Start of Block

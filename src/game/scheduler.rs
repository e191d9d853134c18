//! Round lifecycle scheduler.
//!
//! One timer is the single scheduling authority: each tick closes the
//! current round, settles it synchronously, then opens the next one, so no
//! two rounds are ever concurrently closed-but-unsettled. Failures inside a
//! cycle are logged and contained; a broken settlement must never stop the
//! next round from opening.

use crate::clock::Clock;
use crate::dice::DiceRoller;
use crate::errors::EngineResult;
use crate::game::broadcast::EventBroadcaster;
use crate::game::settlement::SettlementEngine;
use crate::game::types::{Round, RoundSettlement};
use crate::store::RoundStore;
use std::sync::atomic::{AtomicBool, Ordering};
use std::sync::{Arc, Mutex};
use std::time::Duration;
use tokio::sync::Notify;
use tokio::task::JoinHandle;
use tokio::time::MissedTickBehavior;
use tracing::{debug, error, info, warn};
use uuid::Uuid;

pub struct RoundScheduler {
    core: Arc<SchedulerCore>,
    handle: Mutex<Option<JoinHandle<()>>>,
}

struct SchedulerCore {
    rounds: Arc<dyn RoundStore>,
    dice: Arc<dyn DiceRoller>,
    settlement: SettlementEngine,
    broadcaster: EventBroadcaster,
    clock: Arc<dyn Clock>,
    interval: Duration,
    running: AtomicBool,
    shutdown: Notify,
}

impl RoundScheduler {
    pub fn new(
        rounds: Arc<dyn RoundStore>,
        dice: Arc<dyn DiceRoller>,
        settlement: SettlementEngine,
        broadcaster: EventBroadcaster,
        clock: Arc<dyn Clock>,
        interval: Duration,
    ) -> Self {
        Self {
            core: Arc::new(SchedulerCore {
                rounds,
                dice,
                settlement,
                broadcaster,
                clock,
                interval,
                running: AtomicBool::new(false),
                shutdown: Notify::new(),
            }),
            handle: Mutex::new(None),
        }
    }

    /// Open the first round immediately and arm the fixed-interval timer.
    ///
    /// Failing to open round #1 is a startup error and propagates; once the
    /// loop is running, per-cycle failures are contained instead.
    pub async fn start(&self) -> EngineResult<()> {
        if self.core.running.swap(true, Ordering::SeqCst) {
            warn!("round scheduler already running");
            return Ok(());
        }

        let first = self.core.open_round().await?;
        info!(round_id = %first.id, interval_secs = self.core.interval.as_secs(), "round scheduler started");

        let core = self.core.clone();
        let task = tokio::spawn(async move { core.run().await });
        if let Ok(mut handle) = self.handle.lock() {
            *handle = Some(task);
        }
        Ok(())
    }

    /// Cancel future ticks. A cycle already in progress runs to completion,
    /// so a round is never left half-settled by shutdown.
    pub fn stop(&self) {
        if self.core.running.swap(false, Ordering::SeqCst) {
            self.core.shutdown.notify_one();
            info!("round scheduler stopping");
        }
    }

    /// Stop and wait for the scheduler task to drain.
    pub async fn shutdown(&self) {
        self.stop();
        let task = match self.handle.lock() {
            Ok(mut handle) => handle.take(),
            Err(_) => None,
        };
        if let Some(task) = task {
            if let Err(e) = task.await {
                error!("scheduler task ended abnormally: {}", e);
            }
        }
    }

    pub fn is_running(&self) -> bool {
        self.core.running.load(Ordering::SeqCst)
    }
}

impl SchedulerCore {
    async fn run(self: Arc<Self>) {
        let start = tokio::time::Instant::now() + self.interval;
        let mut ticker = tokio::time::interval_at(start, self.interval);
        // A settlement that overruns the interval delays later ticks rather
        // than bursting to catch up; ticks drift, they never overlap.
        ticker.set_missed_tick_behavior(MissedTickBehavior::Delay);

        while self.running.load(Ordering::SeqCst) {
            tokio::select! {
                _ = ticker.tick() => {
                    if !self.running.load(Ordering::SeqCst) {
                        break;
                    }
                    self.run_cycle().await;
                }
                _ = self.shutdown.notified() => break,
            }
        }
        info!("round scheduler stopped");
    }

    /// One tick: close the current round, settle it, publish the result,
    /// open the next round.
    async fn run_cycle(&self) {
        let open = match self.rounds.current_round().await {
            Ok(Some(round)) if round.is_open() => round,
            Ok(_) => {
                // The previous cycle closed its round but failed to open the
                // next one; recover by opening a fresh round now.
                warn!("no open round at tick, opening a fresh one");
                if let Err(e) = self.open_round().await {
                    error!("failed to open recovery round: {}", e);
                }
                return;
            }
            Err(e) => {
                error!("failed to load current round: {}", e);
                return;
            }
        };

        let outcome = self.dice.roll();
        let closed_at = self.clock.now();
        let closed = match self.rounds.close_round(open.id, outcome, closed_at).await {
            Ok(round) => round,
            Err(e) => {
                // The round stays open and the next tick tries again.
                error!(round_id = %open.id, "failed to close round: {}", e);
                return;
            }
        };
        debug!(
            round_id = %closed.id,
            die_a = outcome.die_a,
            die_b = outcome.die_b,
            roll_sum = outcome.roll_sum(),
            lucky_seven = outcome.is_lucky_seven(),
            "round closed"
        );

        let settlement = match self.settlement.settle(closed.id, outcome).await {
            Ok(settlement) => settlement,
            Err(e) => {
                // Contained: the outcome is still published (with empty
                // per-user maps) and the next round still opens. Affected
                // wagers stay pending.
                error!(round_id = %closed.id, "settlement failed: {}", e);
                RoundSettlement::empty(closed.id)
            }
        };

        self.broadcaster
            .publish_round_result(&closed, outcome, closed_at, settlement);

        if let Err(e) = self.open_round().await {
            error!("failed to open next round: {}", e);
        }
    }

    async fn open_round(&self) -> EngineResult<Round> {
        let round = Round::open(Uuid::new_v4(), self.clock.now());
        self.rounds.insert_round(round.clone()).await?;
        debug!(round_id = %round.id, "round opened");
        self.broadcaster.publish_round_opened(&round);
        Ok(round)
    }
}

End of Block

* To do: Copy out the whole listing, exactly as written.

* Finished task:
filename src/game/scheduler.rs
repository e191d9d853134c18
//! Round lifecycle scheduler.
//!
//! One timer is the single scheduling authority: each tick closes the
//! current round, settles it synchronously, then opens the next one, so no
//! two rounds are ever concurrently closed-but-unsettled. Failures inside a
//! cycle are logged and contained; a broken settlement must never stop the
//! next round from opening.

use crate::clock::Clock;
use crate::dice::DiceRoller;
use crate::errors::EngineResult;
use crate::game::broadcast::EventBroadcaster;
use crate::game::settlement::SettlementEngine;
use crate::game::types::{Round, RoundSettlement};
use crate::store::RoundStore;
use std::sync::atomic::{AtomicBool, Ordering};
use std::sync::{Arc, Mutex};
use std::time::Duration;
use tokio::sync::Notify;
use tokio::task::JoinHandle;
use tokio::time::MissedTickBehavior;
use tracing::{debug, error, info, warn};
use uuid::Uuid;

pub struct RoundScheduler {
    core: Arc<SchedulerCore>,
    handle: Mutex<Option<JoinHandle<()>>>,
}

struct SchedulerCore {
    rounds: Arc<dyn RoundStore>,
    dice: Arc<dyn DiceRoller>,
    settlement: SettlementEngine,
    broadcaster: EventBroadcaster,
    clock: Arc<dyn Clock>,
    interval: Duration,
    running: AtomicBool,
    shutdown: Notify,
}

impl RoundScheduler {
    pub fn new(
        rounds: Arc<dyn RoundStore>,
        dice: Arc<dyn DiceRoller>,
        settlement: SettlementEngine,
        broadcaster: EventBroadcaster,
        clock: Arc<dyn Clock>,
        interval: Duration,
    ) -> Self {
        Self {
            core: Arc::new(SchedulerCore {
                rounds,
                dice,
                settlement,
                broadcaster,
                clock,
                interval,
                running: AtomicBool::new(false),
                shutdown: Notify::new(),
            }),
            handle: Mutex::new(None),
        }
    }

    /// Open the first round immediately and arm the fixed-interval timer.
    ///
    /// Failing to open round #1 is a startup error and propagates; once the
    /// loop is running, per-cycle failures are contained instead.
    pub async fn start(&self) -> EngineResult<()> {
        if self.core.running.swap(true, Ordering::SeqCst) {
            warn!("round scheduler already running");
            return Ok(());
        }

        let first = self.core.open_round().await?;
        info!(round_id = %first.id, interval_secs = self.core.interval.as_secs(), "round scheduler started");

        let core = self.core.clone();
        let task = tokio::spawn(async move { core.run().await });
        if let Ok(mut handle) = self.handle.lock() {
            *handle = Some(task);
        }
        Ok(())
    }

    /// Cancel future ticks. A cycle already in progress runs to completion,
    /// so a round is never left half-settled by shutdown.
    pub fn stop(&self) {
        if self.core.running.swap(false, Ordering::SeqCst) {
            self.core.shutdown.notify_one();
            info!("round scheduler stopping");
        }
    }

    /// Stop and wait for the scheduler task to drain.
    pub async fn shutdown(&self) {
        self.stop();
        let task = match self.handle.lock() {
            Ok(mut handle) => handle.take(),
            Err(_) => None,
        };
        if let Some(task) = task {
            if let Err(e) = task.await {
                error!("scheduler task ended abnormally: {}", e);
            }
        }
    }

    pub fn is_running(&self) -> bool {
        self.core.running.load(Ordering::SeqCst)
    }
}

impl SchedulerCore {
    async fn run(self: Arc<Self>) {
        let start = tokio::time::Instant::now() + self.interval;
        let mut ticker = tokio::time::interval_at(start, self.interval);
        // A settlement that overruns the interval delays later ticks rather
        // than bursting to catch up; ticks drift, they never overlap.
        ticker.set_missed_tick_behavior(MissedTickBehavior::Delay);

        while self.running.load(Ordering::SeqCst) {
            tokio::select! {
                _ = ticker.tick() => {
                    if !self.running.load(Ordering::SeqCst) {
                        break;
                    }
                    self.run_cycle().await;
                }
                _ = self.shutdown.notified() => break,
            }
        }
        info!("round scheduler stopped");
    }

    /// One tick: close the current round, settle it, publish the result,
    /// open the next round.
    async fn run_cycle(&self) {
        let open = match self.rounds.current_round().await {
            Ok(Some(round)) if round.is_open() => round,
            Ok(_) => {
                // The previous cycle closed its round but failed to open the
                // next one; recover by opening a fresh round now.
                warn!("no open round at tick, opening a fresh one");
                if let Err(e) = self.open_round().await {
                    error!("failed to open recovery round: {}", e);
                }
                return;
            }
            Err(e) => {
                error!("failed to load current round: {}", e);
                return;
            }
        };

        let outcome = self.dice.roll();
        let closed_at = self.clock.now();
        let closed = match self.rounds.close_round(open.id, outcome, closed_at).await {
            Ok(round) => round,
            Err(e) => {
                // The round stays open and the next tick tries again.
                error!(round_id = %open.id, "failed to close round: {}", e);
                return;
            }
        };
        debug!(
            round_id = %closed.id,
            die_a = outcome.die_a,
            die_b = outcome.die_b,
            roll_sum = outcome.roll_sum(),
            lucky_seven = outcome.is_lucky_seven(),
            "round closed"
        );

        let settlement = match self.settlement.settle(closed.id, outcome).await {
            Ok(settlement) => settlement,
            Err(e) => {
                // Contained: the outcome is still published (with empty
                // per-user maps) and the next round still opens. Affected
                // wagers stay pending.
                error!(round_id = %closed.id, "settlement failed: {}", e);
                RoundSettlement::empty(closed.id)
            }
        };

        self.broadcaster
            .publish_round_result(&closed, outcome, closed_at, settlement);

        if let Err(e) = self.open_round().await {
            error!("failed to open next round: {}", e);
        }
    }

    async fn open_round(&self) -> EngineResult<Round> {
        let round = Round::open(Uuid::new_v4(), self.clock.now());
        self.rounds.insert_round(round.clone()).await?;
        debug!(round_id = %round.id, "round opened");
        self.broadcaster.publish_round_opened(&round);
        Ok(round)
    }
}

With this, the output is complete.